* What you will do *
Range to reproduce from the entries below: the line with "filename rust/sched_core/src/loadavg.rs", the line with "pub const EXP_5: u64 = 2014;", and every line in between. Give them exactly and give nothing else.

**** Material shown ****

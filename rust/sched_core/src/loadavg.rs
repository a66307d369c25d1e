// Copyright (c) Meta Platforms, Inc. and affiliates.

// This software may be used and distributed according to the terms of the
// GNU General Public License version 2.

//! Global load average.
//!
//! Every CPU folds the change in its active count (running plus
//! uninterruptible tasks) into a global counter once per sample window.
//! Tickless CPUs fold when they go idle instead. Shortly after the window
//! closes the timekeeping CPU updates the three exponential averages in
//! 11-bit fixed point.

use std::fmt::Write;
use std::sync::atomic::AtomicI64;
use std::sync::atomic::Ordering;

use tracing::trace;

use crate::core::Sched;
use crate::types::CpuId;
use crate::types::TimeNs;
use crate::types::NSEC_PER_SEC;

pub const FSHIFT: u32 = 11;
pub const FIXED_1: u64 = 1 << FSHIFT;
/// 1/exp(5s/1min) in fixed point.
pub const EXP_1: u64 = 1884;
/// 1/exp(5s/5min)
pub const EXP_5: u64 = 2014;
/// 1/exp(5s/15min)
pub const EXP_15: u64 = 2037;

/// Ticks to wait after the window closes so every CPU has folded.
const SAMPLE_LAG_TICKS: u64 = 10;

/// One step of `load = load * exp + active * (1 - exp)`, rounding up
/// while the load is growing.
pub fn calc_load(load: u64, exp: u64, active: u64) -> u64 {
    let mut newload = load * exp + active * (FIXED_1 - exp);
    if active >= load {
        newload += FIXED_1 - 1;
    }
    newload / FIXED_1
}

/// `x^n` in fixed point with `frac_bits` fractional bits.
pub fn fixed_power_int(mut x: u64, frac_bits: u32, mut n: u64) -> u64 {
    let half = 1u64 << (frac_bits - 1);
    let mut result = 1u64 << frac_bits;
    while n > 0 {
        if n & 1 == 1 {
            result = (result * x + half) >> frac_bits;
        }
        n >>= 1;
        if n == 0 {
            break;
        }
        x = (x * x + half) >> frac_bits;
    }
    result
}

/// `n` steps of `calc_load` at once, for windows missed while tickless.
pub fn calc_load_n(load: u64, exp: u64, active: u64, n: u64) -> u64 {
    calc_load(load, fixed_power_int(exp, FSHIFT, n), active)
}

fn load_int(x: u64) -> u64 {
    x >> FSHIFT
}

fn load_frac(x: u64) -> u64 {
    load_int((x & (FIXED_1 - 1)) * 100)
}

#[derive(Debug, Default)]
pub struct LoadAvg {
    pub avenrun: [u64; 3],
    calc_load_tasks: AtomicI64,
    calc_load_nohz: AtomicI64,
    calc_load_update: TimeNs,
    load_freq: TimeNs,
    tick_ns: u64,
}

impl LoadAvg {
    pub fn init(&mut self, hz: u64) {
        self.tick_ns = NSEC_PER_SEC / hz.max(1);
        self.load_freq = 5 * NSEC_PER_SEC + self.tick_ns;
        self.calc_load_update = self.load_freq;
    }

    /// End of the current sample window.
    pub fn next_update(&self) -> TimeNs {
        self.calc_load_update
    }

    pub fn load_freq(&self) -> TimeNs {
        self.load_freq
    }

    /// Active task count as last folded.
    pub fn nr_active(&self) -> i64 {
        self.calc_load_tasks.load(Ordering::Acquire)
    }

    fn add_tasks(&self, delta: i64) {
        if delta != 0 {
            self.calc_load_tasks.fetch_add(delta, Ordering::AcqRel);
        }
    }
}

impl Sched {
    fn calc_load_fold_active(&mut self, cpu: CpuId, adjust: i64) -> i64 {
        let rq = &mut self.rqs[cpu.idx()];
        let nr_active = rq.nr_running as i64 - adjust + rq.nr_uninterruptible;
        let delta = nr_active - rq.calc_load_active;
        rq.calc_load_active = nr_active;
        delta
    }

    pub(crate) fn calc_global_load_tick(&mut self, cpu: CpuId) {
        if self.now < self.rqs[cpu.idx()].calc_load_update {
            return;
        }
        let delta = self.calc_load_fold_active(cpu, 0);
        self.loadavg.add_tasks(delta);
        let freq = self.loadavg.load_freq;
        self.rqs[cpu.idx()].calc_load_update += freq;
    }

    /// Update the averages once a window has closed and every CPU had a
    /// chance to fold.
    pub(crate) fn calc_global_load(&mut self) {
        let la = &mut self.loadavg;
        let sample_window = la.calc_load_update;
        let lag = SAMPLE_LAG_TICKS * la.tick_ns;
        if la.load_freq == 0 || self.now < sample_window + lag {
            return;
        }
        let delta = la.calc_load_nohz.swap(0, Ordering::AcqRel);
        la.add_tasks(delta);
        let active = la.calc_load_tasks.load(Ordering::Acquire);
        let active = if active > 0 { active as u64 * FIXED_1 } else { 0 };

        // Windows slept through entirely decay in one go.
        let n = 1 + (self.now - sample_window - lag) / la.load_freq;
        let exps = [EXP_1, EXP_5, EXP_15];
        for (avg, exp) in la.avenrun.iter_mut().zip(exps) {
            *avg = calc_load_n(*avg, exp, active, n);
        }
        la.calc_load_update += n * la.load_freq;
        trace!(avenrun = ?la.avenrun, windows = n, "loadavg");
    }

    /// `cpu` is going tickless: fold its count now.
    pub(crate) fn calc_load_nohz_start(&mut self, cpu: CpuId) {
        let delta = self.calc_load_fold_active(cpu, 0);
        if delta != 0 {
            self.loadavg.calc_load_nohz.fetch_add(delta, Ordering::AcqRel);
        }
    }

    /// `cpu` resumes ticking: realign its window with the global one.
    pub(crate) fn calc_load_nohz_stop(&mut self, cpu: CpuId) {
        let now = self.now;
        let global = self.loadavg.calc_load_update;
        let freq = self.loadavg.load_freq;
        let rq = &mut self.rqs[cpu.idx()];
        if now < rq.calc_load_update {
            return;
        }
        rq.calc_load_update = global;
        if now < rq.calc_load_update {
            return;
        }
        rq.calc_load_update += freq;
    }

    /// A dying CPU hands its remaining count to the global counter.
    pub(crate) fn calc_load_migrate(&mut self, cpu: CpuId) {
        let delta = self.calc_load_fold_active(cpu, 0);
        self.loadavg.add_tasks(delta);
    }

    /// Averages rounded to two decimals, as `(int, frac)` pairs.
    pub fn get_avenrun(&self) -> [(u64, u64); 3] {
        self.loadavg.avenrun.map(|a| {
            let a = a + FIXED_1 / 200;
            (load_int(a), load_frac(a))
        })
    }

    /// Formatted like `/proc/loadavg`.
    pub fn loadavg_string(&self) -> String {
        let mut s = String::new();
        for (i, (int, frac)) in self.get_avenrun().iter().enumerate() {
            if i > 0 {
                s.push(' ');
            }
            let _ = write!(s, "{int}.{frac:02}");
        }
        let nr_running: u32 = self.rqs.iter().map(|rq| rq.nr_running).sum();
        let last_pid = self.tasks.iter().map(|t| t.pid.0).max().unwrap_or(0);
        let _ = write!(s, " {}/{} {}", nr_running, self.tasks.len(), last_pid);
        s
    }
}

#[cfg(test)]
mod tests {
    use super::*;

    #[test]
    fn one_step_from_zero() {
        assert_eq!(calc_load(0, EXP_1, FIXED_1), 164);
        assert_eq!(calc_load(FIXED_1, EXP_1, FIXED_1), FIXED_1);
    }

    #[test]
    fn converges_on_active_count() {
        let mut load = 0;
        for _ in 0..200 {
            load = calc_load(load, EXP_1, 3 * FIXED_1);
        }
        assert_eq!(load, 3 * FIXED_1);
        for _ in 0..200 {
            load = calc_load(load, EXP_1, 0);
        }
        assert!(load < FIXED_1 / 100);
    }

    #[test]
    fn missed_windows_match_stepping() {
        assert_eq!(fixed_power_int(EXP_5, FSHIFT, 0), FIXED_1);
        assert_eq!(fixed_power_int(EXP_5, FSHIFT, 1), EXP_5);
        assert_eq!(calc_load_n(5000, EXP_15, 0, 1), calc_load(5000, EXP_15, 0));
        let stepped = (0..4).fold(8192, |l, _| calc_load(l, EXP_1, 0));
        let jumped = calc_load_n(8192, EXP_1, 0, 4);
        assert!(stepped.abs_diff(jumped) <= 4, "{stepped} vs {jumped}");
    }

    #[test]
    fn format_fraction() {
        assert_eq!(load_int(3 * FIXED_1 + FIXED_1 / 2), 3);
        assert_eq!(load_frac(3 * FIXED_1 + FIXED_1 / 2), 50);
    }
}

****
**** Material shown ****

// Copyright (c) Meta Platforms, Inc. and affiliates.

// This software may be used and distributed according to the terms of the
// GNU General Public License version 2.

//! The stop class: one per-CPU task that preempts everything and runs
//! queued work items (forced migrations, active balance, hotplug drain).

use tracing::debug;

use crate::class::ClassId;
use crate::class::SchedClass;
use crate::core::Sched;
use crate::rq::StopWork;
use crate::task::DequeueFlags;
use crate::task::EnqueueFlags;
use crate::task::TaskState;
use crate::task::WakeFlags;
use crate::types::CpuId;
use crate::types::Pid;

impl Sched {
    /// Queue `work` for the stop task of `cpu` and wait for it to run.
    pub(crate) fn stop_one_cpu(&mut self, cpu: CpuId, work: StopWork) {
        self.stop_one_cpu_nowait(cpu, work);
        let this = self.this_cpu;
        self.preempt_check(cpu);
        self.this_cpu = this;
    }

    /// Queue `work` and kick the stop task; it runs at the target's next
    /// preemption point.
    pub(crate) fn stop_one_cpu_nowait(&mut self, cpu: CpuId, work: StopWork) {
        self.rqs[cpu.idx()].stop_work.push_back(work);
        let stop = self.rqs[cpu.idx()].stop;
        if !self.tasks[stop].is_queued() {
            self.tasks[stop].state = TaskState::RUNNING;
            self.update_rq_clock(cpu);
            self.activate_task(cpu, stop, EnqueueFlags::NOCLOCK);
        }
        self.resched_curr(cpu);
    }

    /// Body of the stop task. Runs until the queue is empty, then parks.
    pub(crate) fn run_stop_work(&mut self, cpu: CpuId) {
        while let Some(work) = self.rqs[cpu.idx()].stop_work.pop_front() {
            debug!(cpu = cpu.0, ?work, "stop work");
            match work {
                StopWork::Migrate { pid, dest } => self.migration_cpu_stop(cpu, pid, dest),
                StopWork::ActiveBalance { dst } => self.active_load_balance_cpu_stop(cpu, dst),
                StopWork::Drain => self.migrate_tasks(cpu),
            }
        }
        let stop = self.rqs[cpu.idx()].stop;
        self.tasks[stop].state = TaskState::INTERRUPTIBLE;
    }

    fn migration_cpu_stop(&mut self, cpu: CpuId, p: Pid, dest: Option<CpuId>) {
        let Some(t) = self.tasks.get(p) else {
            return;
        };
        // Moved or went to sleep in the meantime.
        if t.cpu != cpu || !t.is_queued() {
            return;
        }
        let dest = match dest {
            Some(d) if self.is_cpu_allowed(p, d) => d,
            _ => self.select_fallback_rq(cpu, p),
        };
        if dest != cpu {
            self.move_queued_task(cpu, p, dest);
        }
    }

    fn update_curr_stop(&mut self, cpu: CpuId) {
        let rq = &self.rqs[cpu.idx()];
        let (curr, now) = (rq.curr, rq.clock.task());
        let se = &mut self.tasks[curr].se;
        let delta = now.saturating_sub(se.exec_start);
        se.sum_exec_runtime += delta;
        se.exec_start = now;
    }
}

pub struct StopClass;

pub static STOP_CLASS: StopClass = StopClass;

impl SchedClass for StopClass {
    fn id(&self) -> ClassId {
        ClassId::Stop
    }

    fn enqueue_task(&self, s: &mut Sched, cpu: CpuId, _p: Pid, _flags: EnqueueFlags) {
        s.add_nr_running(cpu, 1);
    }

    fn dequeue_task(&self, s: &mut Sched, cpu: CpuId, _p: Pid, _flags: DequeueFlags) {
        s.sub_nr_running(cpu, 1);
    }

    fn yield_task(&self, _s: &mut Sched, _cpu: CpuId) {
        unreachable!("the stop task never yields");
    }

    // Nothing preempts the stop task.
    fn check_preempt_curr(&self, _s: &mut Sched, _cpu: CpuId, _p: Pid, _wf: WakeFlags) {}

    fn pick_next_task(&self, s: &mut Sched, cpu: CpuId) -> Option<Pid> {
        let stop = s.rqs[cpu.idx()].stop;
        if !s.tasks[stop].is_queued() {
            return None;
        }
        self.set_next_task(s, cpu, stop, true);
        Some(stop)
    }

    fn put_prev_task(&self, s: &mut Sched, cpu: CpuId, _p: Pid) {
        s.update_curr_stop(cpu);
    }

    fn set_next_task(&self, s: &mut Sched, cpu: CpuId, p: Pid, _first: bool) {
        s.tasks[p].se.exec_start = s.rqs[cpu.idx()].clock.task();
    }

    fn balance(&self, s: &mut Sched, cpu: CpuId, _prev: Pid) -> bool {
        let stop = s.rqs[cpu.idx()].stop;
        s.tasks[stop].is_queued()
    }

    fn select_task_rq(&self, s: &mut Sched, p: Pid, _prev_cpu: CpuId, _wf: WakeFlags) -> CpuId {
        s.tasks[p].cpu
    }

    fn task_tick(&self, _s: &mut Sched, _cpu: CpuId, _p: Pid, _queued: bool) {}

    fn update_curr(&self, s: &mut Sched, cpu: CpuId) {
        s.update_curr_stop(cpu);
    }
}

****

* Written reply *
filename rust/sched_core/src/loadavg.rs
repository a66307d369c25d1e
// Copyright (c) Meta Platforms, Inc. and affiliates.

// This software may be used and distributed according to the terms of the
// GNU General Public License version 2.

//! Global load average.
//!
//! Every CPU folds the change in its active count (running plus
//! uninterruptible tasks) into a global counter once per sample window.
//! Tickless CPUs fold when they go idle instead. Shortly after the window
//! closes the timekeeping CPU updates the three exponential averages in
//! 11-bit fixed point.

use std::fmt::Write;
use std::sync::atomic::AtomicI64;
use std::sync::atomic::Ordering;

use tracing::trace;

use crate::core::Sched;
use crate::types::CpuId;
use crate::types::TimeNs;
use crate::types::NSEC_PER_SEC;

pub const FSHIFT: u32 = 11;
pub const FIXED_1: u64 = 1 << FSHIFT;
/// 1/exp(5s/1min) in fixed point.
pub const EXP_1: u64 = 1884;
/// 1/exp(5s/5min)
pub const EXP_5: u64 = 2014;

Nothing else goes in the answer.